• _Stored data_:
--- --- ---
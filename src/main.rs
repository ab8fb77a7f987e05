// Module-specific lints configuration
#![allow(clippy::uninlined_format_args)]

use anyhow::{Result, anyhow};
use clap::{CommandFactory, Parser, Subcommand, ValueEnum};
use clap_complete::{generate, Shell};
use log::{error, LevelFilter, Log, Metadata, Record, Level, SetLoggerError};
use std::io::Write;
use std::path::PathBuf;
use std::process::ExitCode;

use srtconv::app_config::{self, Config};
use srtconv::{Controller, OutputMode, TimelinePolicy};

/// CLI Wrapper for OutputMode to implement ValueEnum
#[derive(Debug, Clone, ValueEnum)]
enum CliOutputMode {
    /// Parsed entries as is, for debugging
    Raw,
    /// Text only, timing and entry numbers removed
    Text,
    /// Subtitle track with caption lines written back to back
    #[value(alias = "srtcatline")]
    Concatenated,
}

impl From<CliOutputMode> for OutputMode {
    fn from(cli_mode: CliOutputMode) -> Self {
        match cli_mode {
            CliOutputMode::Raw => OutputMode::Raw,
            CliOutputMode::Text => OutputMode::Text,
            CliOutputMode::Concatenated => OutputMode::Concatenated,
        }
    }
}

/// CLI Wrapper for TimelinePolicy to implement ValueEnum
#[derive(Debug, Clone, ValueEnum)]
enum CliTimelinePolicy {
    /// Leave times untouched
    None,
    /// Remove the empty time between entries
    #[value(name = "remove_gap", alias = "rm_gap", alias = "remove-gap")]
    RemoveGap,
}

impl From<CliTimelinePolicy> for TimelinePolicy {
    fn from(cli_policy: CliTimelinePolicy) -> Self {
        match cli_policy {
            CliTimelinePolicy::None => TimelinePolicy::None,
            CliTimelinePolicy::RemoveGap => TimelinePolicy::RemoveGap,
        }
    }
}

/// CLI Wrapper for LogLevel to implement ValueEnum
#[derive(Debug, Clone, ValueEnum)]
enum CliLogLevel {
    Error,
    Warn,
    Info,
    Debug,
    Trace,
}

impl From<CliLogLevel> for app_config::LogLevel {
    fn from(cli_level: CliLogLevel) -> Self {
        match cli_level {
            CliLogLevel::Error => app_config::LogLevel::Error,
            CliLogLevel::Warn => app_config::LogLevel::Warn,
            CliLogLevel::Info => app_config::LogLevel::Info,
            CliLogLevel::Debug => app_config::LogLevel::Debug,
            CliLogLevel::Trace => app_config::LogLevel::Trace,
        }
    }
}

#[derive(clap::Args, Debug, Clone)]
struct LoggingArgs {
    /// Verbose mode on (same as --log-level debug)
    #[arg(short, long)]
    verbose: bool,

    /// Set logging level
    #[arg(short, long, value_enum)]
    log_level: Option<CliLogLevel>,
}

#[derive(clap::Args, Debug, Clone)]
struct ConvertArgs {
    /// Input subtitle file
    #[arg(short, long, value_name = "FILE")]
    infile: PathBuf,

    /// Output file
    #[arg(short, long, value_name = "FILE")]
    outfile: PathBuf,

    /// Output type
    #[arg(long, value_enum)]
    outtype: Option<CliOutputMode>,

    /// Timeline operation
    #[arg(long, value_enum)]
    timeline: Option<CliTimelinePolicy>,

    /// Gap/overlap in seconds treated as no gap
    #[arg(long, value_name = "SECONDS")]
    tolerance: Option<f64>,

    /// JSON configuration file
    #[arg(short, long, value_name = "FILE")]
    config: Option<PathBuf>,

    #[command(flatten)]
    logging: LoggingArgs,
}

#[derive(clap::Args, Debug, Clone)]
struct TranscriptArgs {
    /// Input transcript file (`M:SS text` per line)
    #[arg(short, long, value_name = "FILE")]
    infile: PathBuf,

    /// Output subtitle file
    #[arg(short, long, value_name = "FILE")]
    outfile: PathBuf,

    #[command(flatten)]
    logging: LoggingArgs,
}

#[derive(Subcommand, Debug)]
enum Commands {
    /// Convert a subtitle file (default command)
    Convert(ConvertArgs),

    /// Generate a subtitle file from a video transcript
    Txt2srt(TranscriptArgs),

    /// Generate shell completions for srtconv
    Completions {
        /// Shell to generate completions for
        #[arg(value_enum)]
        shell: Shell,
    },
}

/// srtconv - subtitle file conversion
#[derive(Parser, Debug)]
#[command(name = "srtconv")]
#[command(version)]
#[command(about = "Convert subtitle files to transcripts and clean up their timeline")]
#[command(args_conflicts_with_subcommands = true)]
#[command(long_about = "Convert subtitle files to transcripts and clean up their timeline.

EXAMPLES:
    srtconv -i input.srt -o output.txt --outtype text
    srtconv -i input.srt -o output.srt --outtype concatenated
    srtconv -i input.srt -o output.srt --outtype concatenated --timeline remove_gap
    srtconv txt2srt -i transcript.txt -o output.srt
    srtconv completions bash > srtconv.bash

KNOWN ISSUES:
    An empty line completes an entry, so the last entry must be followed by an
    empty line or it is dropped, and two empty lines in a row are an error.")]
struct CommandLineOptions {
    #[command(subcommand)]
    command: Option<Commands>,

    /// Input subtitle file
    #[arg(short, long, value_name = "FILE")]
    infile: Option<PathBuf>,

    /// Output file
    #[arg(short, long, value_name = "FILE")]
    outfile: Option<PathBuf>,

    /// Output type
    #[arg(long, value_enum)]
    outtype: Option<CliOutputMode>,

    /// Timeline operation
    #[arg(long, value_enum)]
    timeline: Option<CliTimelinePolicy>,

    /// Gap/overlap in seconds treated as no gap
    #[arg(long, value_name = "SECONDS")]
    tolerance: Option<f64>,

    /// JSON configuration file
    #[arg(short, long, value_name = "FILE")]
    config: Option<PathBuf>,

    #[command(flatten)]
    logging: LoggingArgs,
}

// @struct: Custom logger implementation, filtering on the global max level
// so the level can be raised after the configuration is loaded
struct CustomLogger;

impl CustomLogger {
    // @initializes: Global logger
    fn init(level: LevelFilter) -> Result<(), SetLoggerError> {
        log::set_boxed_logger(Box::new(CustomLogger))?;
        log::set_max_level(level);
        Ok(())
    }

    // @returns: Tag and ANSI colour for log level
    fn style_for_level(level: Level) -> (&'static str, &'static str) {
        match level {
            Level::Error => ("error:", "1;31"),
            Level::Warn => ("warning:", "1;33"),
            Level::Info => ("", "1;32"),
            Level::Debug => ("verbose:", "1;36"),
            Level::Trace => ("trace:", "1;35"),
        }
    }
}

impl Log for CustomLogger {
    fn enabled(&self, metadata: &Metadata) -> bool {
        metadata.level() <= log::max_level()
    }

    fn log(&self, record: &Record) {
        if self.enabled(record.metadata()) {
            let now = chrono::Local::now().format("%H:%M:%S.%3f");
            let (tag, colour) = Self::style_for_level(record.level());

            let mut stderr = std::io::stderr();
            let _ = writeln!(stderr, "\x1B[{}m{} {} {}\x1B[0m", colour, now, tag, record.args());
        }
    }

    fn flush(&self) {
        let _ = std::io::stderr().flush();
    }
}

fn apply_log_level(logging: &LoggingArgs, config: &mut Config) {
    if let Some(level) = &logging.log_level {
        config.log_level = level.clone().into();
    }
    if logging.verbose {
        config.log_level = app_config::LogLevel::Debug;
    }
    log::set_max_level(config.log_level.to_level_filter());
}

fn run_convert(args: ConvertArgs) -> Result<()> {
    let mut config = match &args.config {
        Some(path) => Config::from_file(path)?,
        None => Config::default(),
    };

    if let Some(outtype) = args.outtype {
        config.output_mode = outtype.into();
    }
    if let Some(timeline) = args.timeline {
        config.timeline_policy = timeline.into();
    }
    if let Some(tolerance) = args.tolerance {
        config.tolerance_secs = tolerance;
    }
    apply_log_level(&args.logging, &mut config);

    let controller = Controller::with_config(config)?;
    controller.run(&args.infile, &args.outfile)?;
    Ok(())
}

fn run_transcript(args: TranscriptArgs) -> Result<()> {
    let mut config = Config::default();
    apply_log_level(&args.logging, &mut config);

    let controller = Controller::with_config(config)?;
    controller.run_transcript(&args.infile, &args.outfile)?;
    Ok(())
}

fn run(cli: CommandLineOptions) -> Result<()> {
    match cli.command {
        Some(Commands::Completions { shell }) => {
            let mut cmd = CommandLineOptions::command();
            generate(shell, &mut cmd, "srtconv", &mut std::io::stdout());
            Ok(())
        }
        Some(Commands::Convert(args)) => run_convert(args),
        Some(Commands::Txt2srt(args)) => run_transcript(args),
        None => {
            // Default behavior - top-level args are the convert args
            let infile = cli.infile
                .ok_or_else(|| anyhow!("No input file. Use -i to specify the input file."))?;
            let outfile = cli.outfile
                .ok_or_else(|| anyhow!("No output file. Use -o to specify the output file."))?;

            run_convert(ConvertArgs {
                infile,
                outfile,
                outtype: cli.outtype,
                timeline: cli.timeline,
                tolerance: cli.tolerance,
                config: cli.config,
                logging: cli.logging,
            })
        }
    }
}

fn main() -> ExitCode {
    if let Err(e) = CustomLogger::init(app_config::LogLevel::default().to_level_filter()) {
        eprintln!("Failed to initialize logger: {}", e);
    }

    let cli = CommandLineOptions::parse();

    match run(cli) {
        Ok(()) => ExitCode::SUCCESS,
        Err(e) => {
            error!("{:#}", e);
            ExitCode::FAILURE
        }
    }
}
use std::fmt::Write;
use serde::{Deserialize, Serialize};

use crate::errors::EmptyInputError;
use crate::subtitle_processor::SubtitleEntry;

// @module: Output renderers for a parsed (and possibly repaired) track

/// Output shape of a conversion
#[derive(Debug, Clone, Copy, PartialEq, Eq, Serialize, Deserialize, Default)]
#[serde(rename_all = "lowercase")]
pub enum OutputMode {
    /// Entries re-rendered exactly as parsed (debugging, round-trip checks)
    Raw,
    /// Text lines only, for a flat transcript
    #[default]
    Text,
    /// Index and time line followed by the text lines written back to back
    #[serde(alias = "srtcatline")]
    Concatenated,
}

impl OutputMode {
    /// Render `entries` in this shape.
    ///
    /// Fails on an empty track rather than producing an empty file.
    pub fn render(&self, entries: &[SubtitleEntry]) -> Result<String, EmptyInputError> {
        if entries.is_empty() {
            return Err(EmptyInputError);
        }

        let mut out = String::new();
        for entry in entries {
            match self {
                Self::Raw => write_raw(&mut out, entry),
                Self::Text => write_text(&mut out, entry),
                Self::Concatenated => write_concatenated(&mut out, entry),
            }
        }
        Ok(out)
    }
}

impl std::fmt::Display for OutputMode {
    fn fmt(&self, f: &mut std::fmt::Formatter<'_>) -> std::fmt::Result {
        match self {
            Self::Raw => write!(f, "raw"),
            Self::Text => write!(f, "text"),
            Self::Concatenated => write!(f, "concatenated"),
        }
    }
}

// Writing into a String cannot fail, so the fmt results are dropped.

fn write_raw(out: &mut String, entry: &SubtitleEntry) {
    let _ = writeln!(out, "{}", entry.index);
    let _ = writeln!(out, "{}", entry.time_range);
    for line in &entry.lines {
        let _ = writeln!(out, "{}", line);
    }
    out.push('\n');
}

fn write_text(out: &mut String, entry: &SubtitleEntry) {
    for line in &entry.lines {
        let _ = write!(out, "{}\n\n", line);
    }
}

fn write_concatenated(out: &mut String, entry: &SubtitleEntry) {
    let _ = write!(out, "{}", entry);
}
--- --- ---
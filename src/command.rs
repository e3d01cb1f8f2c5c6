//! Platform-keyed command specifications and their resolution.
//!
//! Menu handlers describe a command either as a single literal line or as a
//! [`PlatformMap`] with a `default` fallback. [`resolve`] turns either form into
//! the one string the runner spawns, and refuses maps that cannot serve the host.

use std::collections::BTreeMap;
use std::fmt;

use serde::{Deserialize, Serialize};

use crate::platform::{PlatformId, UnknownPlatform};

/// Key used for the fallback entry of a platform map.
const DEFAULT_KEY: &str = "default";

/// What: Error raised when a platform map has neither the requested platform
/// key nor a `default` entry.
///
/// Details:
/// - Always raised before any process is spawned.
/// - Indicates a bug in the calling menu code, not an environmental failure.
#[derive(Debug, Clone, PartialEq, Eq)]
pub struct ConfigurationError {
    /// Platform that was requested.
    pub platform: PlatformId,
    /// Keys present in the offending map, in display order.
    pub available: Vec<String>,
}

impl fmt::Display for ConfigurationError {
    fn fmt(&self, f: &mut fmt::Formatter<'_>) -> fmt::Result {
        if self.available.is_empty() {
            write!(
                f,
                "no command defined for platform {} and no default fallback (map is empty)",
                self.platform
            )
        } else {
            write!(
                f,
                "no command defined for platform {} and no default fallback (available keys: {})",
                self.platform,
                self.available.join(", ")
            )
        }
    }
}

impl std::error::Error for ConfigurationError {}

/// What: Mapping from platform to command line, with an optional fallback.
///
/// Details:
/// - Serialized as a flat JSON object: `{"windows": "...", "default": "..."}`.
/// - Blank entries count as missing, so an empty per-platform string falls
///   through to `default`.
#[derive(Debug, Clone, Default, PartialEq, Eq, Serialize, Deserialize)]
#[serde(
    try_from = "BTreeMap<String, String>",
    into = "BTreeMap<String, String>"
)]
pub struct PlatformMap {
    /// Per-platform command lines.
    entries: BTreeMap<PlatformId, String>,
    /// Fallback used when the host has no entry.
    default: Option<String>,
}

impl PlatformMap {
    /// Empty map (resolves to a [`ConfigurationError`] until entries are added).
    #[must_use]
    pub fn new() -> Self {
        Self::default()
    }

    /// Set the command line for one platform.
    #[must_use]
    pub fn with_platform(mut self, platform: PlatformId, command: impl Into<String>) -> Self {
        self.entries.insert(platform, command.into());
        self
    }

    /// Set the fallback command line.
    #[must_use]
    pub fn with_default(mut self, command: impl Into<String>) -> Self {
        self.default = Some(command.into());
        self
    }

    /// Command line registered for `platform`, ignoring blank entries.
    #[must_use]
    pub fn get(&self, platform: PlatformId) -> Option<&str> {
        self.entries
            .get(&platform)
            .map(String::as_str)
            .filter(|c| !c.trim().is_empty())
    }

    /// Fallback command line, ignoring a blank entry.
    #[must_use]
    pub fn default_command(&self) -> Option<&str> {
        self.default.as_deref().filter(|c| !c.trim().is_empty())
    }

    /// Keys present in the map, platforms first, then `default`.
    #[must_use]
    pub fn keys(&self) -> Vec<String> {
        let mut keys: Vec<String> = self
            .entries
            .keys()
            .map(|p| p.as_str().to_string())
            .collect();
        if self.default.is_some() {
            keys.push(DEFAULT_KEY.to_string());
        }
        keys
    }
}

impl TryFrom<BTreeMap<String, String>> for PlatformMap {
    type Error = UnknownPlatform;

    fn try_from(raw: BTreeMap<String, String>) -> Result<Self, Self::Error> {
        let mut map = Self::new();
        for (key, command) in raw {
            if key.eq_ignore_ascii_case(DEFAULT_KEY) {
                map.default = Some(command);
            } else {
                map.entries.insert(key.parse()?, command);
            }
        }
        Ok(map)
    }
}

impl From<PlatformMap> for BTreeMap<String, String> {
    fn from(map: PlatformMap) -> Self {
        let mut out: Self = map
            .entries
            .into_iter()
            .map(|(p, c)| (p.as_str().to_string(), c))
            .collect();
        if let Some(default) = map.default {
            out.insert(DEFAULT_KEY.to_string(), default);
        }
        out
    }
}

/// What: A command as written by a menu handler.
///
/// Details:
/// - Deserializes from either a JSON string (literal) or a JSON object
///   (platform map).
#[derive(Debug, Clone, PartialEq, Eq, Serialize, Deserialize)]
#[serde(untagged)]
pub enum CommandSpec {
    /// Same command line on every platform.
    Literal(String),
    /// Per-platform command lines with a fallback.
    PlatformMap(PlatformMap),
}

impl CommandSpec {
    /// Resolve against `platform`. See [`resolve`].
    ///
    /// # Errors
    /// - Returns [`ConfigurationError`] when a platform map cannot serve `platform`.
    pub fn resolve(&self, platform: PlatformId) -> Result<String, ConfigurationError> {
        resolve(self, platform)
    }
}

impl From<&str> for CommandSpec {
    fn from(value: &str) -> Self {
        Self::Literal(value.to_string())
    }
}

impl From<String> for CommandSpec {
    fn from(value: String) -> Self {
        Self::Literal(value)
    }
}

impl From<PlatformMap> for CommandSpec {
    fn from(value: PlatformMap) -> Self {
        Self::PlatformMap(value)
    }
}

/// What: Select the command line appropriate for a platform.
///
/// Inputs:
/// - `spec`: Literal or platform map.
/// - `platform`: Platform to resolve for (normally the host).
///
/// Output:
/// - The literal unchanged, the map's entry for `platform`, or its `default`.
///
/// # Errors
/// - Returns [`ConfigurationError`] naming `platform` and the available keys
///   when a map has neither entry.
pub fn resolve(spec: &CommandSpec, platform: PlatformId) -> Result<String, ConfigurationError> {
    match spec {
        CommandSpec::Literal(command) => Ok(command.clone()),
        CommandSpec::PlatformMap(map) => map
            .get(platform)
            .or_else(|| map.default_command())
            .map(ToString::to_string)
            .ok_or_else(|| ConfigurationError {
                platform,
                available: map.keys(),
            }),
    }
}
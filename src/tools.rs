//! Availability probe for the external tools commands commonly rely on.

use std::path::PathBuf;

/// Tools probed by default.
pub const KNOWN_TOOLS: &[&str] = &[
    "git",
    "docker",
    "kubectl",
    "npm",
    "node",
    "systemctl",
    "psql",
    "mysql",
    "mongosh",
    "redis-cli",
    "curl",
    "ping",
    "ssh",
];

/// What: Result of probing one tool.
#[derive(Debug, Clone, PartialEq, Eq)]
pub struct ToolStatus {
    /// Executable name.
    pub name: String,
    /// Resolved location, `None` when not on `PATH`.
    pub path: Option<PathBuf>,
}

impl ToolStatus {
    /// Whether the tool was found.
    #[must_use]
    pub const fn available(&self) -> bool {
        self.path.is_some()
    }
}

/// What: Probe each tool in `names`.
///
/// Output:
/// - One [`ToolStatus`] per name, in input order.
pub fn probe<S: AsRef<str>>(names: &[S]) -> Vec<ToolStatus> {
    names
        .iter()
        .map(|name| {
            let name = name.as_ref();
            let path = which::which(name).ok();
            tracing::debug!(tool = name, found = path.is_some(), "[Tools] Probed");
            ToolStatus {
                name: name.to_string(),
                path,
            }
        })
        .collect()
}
--- --- ---
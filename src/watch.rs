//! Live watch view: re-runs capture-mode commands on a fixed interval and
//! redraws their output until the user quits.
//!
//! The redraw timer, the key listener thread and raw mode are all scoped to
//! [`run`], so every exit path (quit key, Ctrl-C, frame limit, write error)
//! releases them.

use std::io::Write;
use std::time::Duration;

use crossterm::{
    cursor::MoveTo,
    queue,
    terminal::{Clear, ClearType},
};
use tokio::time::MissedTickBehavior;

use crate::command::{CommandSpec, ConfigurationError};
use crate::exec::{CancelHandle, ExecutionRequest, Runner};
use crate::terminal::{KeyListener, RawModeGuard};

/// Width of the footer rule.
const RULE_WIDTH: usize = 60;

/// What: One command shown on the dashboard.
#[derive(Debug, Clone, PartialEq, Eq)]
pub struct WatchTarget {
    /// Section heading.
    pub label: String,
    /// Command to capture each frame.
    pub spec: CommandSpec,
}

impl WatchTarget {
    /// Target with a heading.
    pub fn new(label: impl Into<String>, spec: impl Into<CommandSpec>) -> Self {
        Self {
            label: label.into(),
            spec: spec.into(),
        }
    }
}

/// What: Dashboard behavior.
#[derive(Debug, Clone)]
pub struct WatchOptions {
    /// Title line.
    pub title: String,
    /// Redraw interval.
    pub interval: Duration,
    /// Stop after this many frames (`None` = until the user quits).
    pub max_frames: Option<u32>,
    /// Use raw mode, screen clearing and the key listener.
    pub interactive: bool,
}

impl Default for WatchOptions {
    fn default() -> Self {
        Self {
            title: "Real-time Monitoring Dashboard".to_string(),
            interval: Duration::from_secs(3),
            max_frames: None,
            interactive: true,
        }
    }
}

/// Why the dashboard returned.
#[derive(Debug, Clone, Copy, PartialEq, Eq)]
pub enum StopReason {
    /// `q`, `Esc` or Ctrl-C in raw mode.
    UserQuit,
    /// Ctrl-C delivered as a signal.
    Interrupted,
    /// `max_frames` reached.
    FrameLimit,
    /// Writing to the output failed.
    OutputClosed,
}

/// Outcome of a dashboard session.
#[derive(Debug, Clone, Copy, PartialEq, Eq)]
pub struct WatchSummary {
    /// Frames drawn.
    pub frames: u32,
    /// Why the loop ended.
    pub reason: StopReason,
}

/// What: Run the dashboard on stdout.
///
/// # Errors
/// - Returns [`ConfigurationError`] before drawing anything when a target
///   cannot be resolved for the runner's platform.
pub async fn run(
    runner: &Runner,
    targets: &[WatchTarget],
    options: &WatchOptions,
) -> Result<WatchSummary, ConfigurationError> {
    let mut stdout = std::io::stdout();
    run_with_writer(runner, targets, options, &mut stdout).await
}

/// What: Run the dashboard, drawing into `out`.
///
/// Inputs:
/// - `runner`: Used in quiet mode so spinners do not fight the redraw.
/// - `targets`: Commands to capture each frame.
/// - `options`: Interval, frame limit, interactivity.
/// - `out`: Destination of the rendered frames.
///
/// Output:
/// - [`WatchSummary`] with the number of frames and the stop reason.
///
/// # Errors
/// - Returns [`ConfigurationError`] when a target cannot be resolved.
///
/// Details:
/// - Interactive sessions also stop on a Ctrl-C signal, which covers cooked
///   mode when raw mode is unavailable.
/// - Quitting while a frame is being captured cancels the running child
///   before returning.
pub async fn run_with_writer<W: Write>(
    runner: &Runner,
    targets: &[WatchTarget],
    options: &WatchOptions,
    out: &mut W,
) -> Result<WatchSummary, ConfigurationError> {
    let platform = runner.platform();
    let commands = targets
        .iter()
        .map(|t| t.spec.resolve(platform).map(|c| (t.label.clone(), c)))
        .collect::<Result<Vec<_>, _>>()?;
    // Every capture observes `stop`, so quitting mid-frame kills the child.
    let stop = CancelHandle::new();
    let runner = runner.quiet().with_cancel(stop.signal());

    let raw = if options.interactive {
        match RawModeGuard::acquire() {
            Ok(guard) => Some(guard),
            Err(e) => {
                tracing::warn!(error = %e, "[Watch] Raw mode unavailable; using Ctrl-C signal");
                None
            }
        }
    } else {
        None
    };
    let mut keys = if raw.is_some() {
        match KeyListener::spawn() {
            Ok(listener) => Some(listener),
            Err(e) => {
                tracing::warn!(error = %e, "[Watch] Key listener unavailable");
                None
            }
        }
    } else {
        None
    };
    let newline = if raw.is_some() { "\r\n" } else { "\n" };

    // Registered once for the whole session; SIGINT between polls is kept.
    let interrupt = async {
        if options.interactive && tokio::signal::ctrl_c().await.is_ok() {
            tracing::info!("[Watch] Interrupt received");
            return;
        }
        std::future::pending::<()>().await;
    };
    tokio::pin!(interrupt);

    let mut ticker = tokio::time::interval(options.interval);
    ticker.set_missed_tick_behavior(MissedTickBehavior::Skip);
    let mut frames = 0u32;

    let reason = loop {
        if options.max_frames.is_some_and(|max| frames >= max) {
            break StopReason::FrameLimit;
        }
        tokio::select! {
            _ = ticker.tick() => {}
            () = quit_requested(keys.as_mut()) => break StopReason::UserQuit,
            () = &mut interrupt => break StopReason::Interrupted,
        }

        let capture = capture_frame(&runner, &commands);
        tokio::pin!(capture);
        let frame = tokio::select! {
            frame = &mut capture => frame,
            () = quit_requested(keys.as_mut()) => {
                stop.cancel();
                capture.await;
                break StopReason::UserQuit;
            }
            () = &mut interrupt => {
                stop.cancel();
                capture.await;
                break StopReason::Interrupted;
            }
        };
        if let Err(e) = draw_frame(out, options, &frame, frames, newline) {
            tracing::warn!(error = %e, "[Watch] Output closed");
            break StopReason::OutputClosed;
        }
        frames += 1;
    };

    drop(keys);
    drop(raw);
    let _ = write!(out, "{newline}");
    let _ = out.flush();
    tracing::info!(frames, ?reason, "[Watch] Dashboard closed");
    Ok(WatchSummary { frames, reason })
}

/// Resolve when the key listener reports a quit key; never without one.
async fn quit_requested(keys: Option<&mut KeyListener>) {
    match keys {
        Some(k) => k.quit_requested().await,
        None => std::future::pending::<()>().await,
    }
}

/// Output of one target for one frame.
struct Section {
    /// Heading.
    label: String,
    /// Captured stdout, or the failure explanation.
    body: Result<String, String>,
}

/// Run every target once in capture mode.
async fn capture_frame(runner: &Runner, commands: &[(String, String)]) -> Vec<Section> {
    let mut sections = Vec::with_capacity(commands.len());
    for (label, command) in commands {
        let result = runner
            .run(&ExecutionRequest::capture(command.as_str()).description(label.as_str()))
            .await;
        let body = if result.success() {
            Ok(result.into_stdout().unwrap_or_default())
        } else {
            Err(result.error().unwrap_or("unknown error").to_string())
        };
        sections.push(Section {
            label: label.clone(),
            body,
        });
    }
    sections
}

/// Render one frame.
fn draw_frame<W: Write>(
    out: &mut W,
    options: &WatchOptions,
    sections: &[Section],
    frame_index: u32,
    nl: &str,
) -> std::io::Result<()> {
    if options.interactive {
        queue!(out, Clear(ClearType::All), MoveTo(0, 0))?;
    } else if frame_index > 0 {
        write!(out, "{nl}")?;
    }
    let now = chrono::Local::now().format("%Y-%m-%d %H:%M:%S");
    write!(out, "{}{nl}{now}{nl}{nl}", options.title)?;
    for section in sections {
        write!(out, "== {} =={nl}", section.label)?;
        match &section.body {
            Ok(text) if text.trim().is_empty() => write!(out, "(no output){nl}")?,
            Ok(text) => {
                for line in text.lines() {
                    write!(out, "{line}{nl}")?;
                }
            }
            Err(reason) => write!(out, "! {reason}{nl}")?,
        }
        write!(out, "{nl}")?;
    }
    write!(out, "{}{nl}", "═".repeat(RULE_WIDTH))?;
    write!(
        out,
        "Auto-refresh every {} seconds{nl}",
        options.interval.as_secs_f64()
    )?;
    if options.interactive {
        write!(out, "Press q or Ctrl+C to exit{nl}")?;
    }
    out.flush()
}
--- --- ---
• _Work request_: When a line in the data holds the word "PlatformMap", show that line.

• _Answer box_:
//! [`PlatformMap`] with a `default` fallback. [`resolve`] turns either form into
pub struct PlatformMap {
impl PlatformMap {
impl TryFrom<BTreeMap<String, String>> for PlatformMap {
impl From<PlatformMap> for BTreeMap<String, String> {
    fn from(map: PlatformMap) -> Self {
    PlatformMap(PlatformMap),
impl From<PlatformMap> for CommandSpec {
    fn from(value: PlatformMap) -> Self {
        Self::PlatformMap(value)
        CommandSpec::PlatformMap(map) => map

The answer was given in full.